Exercise requirements
Copy, from the data below, each line that has the word "ServerError".

Exercise material
● ● ●
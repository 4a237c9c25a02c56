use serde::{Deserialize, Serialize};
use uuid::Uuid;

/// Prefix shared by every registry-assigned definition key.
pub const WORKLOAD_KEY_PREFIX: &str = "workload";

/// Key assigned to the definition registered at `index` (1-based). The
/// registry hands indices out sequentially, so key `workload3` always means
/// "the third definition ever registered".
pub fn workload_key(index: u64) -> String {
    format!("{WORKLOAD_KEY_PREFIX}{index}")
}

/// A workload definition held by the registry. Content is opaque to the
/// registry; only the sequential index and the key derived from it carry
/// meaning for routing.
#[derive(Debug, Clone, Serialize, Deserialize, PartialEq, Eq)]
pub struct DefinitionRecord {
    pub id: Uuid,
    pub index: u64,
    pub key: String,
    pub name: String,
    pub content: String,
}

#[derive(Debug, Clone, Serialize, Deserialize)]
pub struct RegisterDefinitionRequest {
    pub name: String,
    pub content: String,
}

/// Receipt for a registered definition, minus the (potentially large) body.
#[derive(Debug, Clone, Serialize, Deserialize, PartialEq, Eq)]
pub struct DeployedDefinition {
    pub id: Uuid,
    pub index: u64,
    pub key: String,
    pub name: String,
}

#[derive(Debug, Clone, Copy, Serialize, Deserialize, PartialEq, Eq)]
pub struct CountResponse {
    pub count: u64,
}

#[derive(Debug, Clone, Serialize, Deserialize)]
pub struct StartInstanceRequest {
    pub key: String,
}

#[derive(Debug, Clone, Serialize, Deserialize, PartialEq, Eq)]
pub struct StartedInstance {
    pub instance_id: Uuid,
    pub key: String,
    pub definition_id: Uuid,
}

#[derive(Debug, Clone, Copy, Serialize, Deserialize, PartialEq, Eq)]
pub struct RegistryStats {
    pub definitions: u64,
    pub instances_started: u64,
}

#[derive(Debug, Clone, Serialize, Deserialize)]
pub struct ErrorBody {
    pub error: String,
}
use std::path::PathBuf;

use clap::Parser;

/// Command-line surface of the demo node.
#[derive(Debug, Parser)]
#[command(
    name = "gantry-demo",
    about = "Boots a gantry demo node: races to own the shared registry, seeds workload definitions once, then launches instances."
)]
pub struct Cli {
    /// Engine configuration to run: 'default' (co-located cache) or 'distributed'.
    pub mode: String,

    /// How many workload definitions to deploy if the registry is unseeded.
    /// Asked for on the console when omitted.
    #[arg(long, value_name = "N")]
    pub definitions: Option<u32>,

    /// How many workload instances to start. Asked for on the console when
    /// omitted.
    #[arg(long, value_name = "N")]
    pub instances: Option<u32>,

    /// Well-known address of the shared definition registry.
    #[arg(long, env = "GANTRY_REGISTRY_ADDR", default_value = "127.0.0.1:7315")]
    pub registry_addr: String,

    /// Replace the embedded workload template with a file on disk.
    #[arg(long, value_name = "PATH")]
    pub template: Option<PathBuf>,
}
● ● ●
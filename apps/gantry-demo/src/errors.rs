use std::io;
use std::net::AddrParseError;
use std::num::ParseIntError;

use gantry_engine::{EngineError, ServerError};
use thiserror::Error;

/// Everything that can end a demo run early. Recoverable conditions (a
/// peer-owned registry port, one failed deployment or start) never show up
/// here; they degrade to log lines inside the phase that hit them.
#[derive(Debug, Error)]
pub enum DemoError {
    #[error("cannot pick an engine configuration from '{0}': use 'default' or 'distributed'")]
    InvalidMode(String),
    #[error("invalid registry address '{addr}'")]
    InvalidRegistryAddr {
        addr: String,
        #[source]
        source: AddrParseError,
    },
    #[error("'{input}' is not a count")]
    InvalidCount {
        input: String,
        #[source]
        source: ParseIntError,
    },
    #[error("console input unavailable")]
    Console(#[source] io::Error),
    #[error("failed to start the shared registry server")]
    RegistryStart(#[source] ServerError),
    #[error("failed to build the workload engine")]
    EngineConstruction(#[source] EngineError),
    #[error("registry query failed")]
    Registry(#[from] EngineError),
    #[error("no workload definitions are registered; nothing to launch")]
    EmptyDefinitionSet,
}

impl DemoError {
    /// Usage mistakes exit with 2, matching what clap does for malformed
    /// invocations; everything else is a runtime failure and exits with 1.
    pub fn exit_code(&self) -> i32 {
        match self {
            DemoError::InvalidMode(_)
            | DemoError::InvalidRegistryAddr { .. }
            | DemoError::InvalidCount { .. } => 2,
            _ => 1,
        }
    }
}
● ● ●
Answer box
use gantry_engine::{EngineError, ServerError};
    RegistryStart(#[source] ServerError),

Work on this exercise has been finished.